The Role Of The Neuropsychologist in Brain Injury Treatment
A victim of a traumatic brain injury or closed head injury often has a team of medical specialists to assist in the recovery and rehabilitation. Each member of the team has a different background, specialty, and purpose and it is the teamwork between them all that works best for the patient.
A neuropsychologist is not a physician in the strictest sense, considering that he is essentially a psychologist specializing in treating functional disorders of the brain as well as behavioral malfunctioning.
You cannot expect a neuropsychologist to order for the routine tests often demanded by other physicians like EEGs, MRIs, or CT scans.
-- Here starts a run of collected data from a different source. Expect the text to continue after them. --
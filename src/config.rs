//! Configuration management for voice-light

use std::str::FromStr;
use std::time::Duration;

use crate::command::LightState;
use crate::voice::MicPreference;
use crate::{Error, Result};

/// Default address of the light controller
pub const DEFAULT_LIGHT_HOST: &str = "http://192.168.0.29";

/// Default wake word
pub const DEFAULT_WAKE_WORD: &str = "jarvis";

/// voice-light configuration
#[derive(Debug, Clone)]
pub struct Config {
    /// Light endpoint configuration
    pub light: LightConfig,

    /// Token that must appear before a command is acted on
    pub wake_word: String,

    /// Microphone selection
    pub mic: MicPreference,

    /// Listening and debounce timings
    pub listen: ListenConfig,

    /// Speech-to-text configuration
    pub stt: SttConfig,
}

/// Light endpoint configuration
#[derive(Debug, Clone)]
pub struct LightConfig {
    /// URL requested to switch the light on
    pub on_url: String,

    /// URL requested to switch the light off
    pub off_url: String,

    /// Request timeout
    pub timeout: Duration,
}

impl LightConfig {
    /// URL associated with a desired state
    #[must_use]
    pub fn url_for(&self, state: LightState) -> &str {
        match state {
            LightState::On => &self.on_url,
            LightState::Off => &self.off_url,
        }
    }
}

impl Default for LightConfig {
    fn default() -> Self {
        Self {
            on_url: format!("{DEFAULT_LIGHT_HOST}/on"),
            off_url: format!("{DEFAULT_LIGHT_HOST}/off"),
            timeout: Duration::from_secs(2),
        }
    }
}

/// Listening and debounce timings
#[derive(Debug, Clone)]
pub struct ListenConfig {
    /// Time allowed for speech to start
    pub listen_timeout: Duration,

    /// Maximum length of one phrase
    pub phrase_time_limit: Duration,

    /// Ambient-noise calibration at startup
    pub calibration: Duration,

    /// Minimum time between two accepted triggers
    pub cooldown: Duration,

    /// Pause after a cycle that raised an error
    pub error_backoff: Duration,

    /// Pause after a transcript was handled
    pub settle: Duration,
}

impl Default for ListenConfig {
    fn default() -> Self {
        Self {
            listen_timeout: Duration::from_secs(5),
            phrase_time_limit: Duration::from_secs(5),
            calibration: Duration::from_secs(1),
            cooldown: Duration::from_millis(1500),
            error_backoff: Duration::from_secs(1),
            settle: Duration::from_millis(300),
        }
    }
}

/// STT provider backend
#[derive(Debug, Clone, Copy, PartialEq, Eq, Default)]
pub enum SttProvider {
    #[default]
    Whisper,
    Deepgram,
}

impl SttProvider {
    /// Model used when none is configured
    #[must_use]
    pub const fn default_model(self) -> &'static str {
        match self {
            Self::Whisper => "whisper-1",
            Self::Deepgram => "nova-2",
        }
    }
}

impl FromStr for SttProvider {
    type Err = Error;

    fn from_str(s: &str) -> Result<Self> {
        match s.trim().to_lowercase().as_str() {
            "whisper" | "openai" => Ok(Self::Whisper),
            "deepgram" => Ok(Self::Deepgram),
            other => Err(Error::Config(format!("unknown STT provider: {other}"))),
        }
    }
}

/// Speech-to-text configuration
#[derive(Clone, Default)]
pub struct SttConfig {
    /// Which transcription API to call
    pub provider: SttProvider,

    /// Provider model identifier
    pub model: String,

    /// API key for the selected provider
    pub api_key: Option<String>,
}

impl std::fmt::Debug for SttConfig {
    fn fmt(&self, f: &mut std::fmt::Formatter<'_>) -> std::fmt::Result {
        f.debug_struct("SttConfig")
            .field("provider", &self.provider)
            .field("model", &self.model)
            .field("api_key", &self.api_key.as_ref().map(|_| "<redacted>"))
            .finish()
    }
}

impl Default for Config {
    fn default() -> Self {
        Self {
            light: LightConfig::default(),
            wake_word: DEFAULT_WAKE_WORD.to_string(),
            mic: MicPreference::Default,
            listen: ListenConfig::default(),
            stt: SttConfig {
                provider: SttProvider::Whisper,
                model: SttProvider::Whisper.default_model().to_string(),
                api_key: None,
            },
        }
    }
}

impl Config {
    /// Load configuration from environment variables, falling back to defaults
    ///
    /// # Errors
    ///
    /// Returns error if a variable is set but cannot be parsed
    pub fn from_env() -> Result<Self> {
        Self::from_lookup(|key| std::env::var(key).ok())
    }

    /// Load configuration through an arbitrary key lookup
    ///
    /// # Errors
    ///
    /// Returns error if a value is present but cannot be parsed
    pub fn from_lookup<F>(lookup: F) -> Result<Self>
    where
        F: Fn(&str) -> Option<String>,
    {
        let defaults = Self::default();

        let light = LightConfig {
            on_url: lookup("LIGHT_ON_URL").unwrap_or(defaults.light.on_url),
            off_url: lookup("LIGHT_OFF_URL").unwrap_or(defaults.light.off_url),
            timeout: parse_millis(&lookup, "LIGHT_TIMEOUT_MS")?
                .unwrap_or(defaults.light.timeout),
        };

        let wake_word = lookup("WAKE_WORD").unwrap_or(defaults.wake_word);
        if wake_word.trim().is_empty() {
            return Err(Error::Config("WAKE_WORD must not be empty".to_string()));
        }

        // An explicit index wins over a name hint
        let mic_index = lookup("MIC_INDEX")
            .map(|s| {
                s.trim()
                    .parse::<usize>()
                    .map_err(|e| Error::Config(format!("MIC_INDEX: {e}")))
            })
            .transpose()?;
        let mic = MicPreference::from_parts(mic_index, lookup("MIC_NAME"));

        let listen = ListenConfig {
            listen_timeout: parse_secs(&lookup, "LISTEN_TIMEOUT_SECS")?
                .unwrap_or(defaults.listen.listen_timeout),
            phrase_time_limit: parse_secs(&lookup, "PHRASE_TIME_LIMIT_SECS")?
                .unwrap_or(defaults.listen.phrase_time_limit),
            calibration: parse_secs(&lookup, "CALIBRATION_SECS")?
                .unwrap_or(defaults.listen.calibration),
            cooldown: parse_millis(&lookup, "COOLDOWN_MS")?.unwrap_or(defaults.listen.cooldown),
            ..defaults.listen
        };

        let provider = lookup("STT_PROVIDER")
            .map(|s| s.parse::<SttProvider>())
            .transpose()?
            .unwrap_or_default();
        let api_key = match provider {
            SttProvider::Whisper => lookup("OPENAI_API_KEY"),
            SttProvider::Deepgram => lookup("DEEPGRAM_API_KEY"),
        }
        .filter(|k| !k.is_empty());
        let stt = SttConfig {
            provider,
            model: lookup("STT_MODEL").unwrap_or_else(|| provider.default_model().to_string()),
            api_key,
        };

        Ok(Self {
            light,
            wake_word,
            mic,
            listen,
            stt,
        })
    }
}

fn parse_secs<F>(lookup: &F, key: &str) -> Result<Option<Duration>>
where
    F: Fn(&str) -> Option<String>,
{
    lookup(key)
        .map(|s| {
            s.trim()
                .parse::<f64>()
                .ok()
                .filter(|v| v.is_finite() && *v >= 0.0)
                .map(Duration::from_secs_f64)
                .ok_or_else(|| Error::Config(format!("{key}: invalid duration '{s}'")))
        })
        .transpose()
}

fn parse_millis<F>(lookup: &F, key: &str) -> Result<Option<Duration>>
where
    F: Fn(&str) -> Option<String>,
{
    lookup(key)
        .map(|s| {
            s.trim()
                .parse::<u64>()
                .map(Duration::from_millis)
                .map_err(|e| Error::Config(format!("{key}: {e}")))
        })
        .transpose()
}

#[cfg(test)]
mod tests {
    use std::collections::HashMap;

    use super::*;

    fn load(vars: &[(&str, &str)]) -> Result<Config> {
        let map: HashMap<String, String> = vars
            .iter()
            .map(|(k, v)| ((*k).to_string(), (*v).to_string()))
            .collect();
        Config::from_lookup(|key| map.get(key).cloned())
    }

    #[test]
    fn test_defaults() {
        let config = load(&[]).unwrap();
        assert_eq!(config.light.on_url, "http://192.168.0.29/on");
        assert_eq!(config.light.off_url, "http://192.168.0.29/off");
        assert_eq!(config.light.timeout, Duration::from_secs(2));
        assert_eq!(config.wake_word, "jarvis");
        assert_eq!(config.mic, MicPreference::Default);
        assert_eq!(config.listen.cooldown, Duration::from_millis(1500));
        assert_eq!(config.listen.listen_timeout, Duration::from_secs(5));
        assert_eq!(config.stt.provider, SttProvider::Whisper);
        assert_eq!(config.stt.model, "whisper-1");
        assert!(config.stt.api_key.is_none());
    }

    #[test]
    fn test_overrides() {
        let config = load(&[
            ("LIGHT_ON_URL", "http://10.0.0.5/relay/on"),
            ("WAKE_WORD", "bibl"),
            ("MIC_NAME", "usb"),
            ("PHRASE_TIME_LIMIT_SECS", "2.5"),
            ("COOLDOWN_MS", "250"),
            ("STT_PROVIDER", "Deepgram"),
            ("DEEPGRAM_API_KEY", "dg-key"),
        ])
        .unwrap();

        assert_eq!(config.light.url_for(LightState::On), "http://10.0.0.5/relay/on");
        assert_eq!(config.light.url_for(LightState::Off), "http://192.168.0.29/off");
        assert_eq!(config.wake_word, "bibl");
        assert_eq!(config.mic, MicPreference::Name("usb".to_string()));
        assert_eq!(config.listen.phrase_time_limit, Duration::from_millis(2500));
        assert_eq!(config.listen.cooldown, Duration::from_millis(250));
        assert_eq!(config.stt.provider, SttProvider::Deepgram);
        assert_eq!(config.stt.model, "nova-2");
        assert_eq!(config.stt.api_key.as_deref(), Some("dg-key"));
    }

    #[test]
    fn test_mic_index_wins_over_name() {
        let config = load(&[("MIC_INDEX", "3"), ("MIC_NAME", "usb")]).unwrap();
        assert_eq!(config.mic, MicPreference::Index(3));
    }

    #[test]
    fn test_invalid_values_rejected() {
        assert!(matches!(load(&[("MIC_INDEX", "abc")]), Err(Error::Config(_))));
        assert!(matches!(load(&[("COOLDOWN_MS", "-1")]), Err(Error::Config(_))));
        assert!(matches!(
            load(&[("LISTEN_TIMEOUT_SECS", "soon")]),
            Err(Error::Config(_))
        ));
        assert!(matches!(load(&[("STT_PROVIDER", "google")]), Err(Error::Config(_))));
        assert!(matches!(load(&[("WAKE_WORD", "  ")]), Err(Error::Config(_))));
    }
}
On the contrary a neuropsychologist prefers to conduct a series of written examinations followed by personal interviews with the brain-injured victim. This series of tests is often referred to as a testing ‘battery’.
What is the purpose of such a testing battery? The tests are done with the sole purpose of identifying some of the critical functional aspects of the brain. This includes memory capacity both short and long term, abstract reasoning skills, attention span, ability to focus, executive functioning capacity, motor skills and other emotional and cognitive traits. Based on the results of such tests along with other medical information, the neuropsychologist is then in a position to comment regarding the severity of the brain injury, its most viable treatment procedure and also predict what the future holds for the patient.
Opinions and viewpoints of the neuropsychologist are given serious cognizance by the jury in case there is a lawsuit filed by the victim of a traumatic brain injury or his family. He is treated as an authority when it is a matter of establishing the severity of the brain injury. The test results often go a long way to ratify the permanence of the injury and confirm the victim’s inability to work ever in his life.
A neuropsychologist often doubles up as a counselor and a therapist to bring back the brain-injured patient as close to his pre-injury state. They often also often provide group counseling sessions and recommend other forms of important rehabilitation. They are an essential part of the brain injury treatment and recovery team.